[Stored items]

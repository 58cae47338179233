use super::{FieldKind, FieldSpec, Lookup, OrderField, OrderTerm};

const IDENTIFIER: &[Lookup] = &[Lookup::Exact, Lookup::Gte, Lookup::Lte];
const TEXT: &[Lookup] = &[Lookup::Exact, Lookup::IContains, Lookup::IStartsWith];
const MEASUREMENT: &[Lookup] = &[Lookup::Exact, Lookup::Gte, Lookup::Lte];
const RANGE: &[Lookup] = &[Lookup::After, Lookup::Before];

/// Filterable and orderable fields of one resource.
///
/// Column expressions use the aliases of the store's queries:
/// `u` = users, `h` = hydroponics, `r` = sensor_reading.
#[derive(Debug)]
pub struct FilterSet {
    pub fields: &'static [FieldSpec],
    pub ordering: &'static [OrderField],
    pub default_ordering: &'static str,
    pub id_column: &'static str,
}

impl FilterSet {
    /// `name` or `-name` → term, if `name` is on the allow-list.
    pub fn order_term(&self, term: &str) -> Option<OrderTerm> {
        let (name, descending) = match term.strip_prefix('-') {
            Some(rest) => (rest, true),
            None => (term, false),
        };
        self.ordering
            .iter()
            .find(|f| f.name == name)
            .map(|f| OrderTerm {
                field: f.name,
                column: f.column,
                descending,
            })
    }
}

pub static USERS: FilterSet = FilterSet {
    fields: &[
        FieldSpec { name: "id", column: "u.id", kind: FieldKind::Integer, lookups: IDENTIFIER },
        FieldSpec { name: "username", column: "u.username", kind: FieldKind::Text, lookups: TEXT },
        FieldSpec {
            name: "date_joined",
            column: "u.date_joined",
            kind: FieldKind::Timestamp,
            lookups: RANGE,
        },
    ],
    ordering: &[
        OrderField { name: "id", column: "u.id" },
        OrderField { name: "date_joined", column: "u.date_joined" },
        OrderField { name: "username", column: "u.username" },
    ],
    default_ordering: "date_joined",
    id_column: "u.id",
};

pub static HYDROPONICS: FilterSet = FilterSet {
    fields: &[
        FieldSpec { name: "id", column: "h.id", kind: FieldKind::Integer, lookups: IDENTIFIER },
        FieldSpec { name: "name", column: "h.name", kind: FieldKind::Text, lookups: TEXT },
        FieldSpec {
            name: "owner__username",
            column: "u.username",
            kind: FieldKind::Text,
            lookups: TEXT,
        },
        FieldSpec {
            name: "created",
            column: "h.created",
            kind: FieldKind::Timestamp,
            lookups: RANGE,
        },
    ],
    ordering: &[
        OrderField { name: "id", column: "h.id" },
        OrderField { name: "created", column: "h.created" },
        OrderField { name: "name", column: "h.name" },
        OrderField { name: "owner", column: "h.owner_id" },
    ],
    default_ordering: "created",
    id_column: "h.id",
};

pub static SENSOR_READINGS: FilterSet = FilterSet {
    fields: &[
        FieldSpec { name: "id", column: "r.id", kind: FieldKind::Integer, lookups: IDENTIFIER },
        FieldSpec {
            name: "hydroponics__name",
            column: "h.name",
            kind: FieldKind::Text,
            lookups: TEXT,
        },
        FieldSpec { name: "ph", column: "r.ph", kind: FieldKind::Float, lookups: MEASUREMENT },
        FieldSpec {
            name: "temperature",
            column: "r.temperature",
            kind: FieldKind::Float,
            lookups: MEASUREMENT,
        },
        FieldSpec { name: "tds", column: "r.tds", kind: FieldKind::Float, lookups: MEASUREMENT },
        FieldSpec {
            name: "created",
            column: "r.created",
            kind: FieldKind::Timestamp,
            lookups: RANGE,
        },
    ],
    ordering: &[
        OrderField { name: "id", column: "r.id" },
        OrderField { name: "created", column: "r.created" },
        OrderField { name: "hydroponics", column: "r.hydroponics_id" },
        OrderField { name: "ph", column: "r.ph" },
        OrderField { name: "temperature", column: "r.temperature" },
        OrderField { name: "tds", column: "r.tds" },
    ],
    default_ordering: "created",
    id_column: "r.id",
};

→ Problem to solve: Every line above that has the string "Integer" needs to be copied.

→ Response below:
        FieldSpec { name: "id", column: "u.id", kind: FieldKind::Integer, lookups: IDENTIFIER },
        FieldSpec { name: "id", column: "h.id", kind: FieldKind::Integer, lookups: IDENTIFIER },
        FieldSpec { name: "id", column: "r.id", kind: FieldKind::Integer, lookups: IDENTIFIER },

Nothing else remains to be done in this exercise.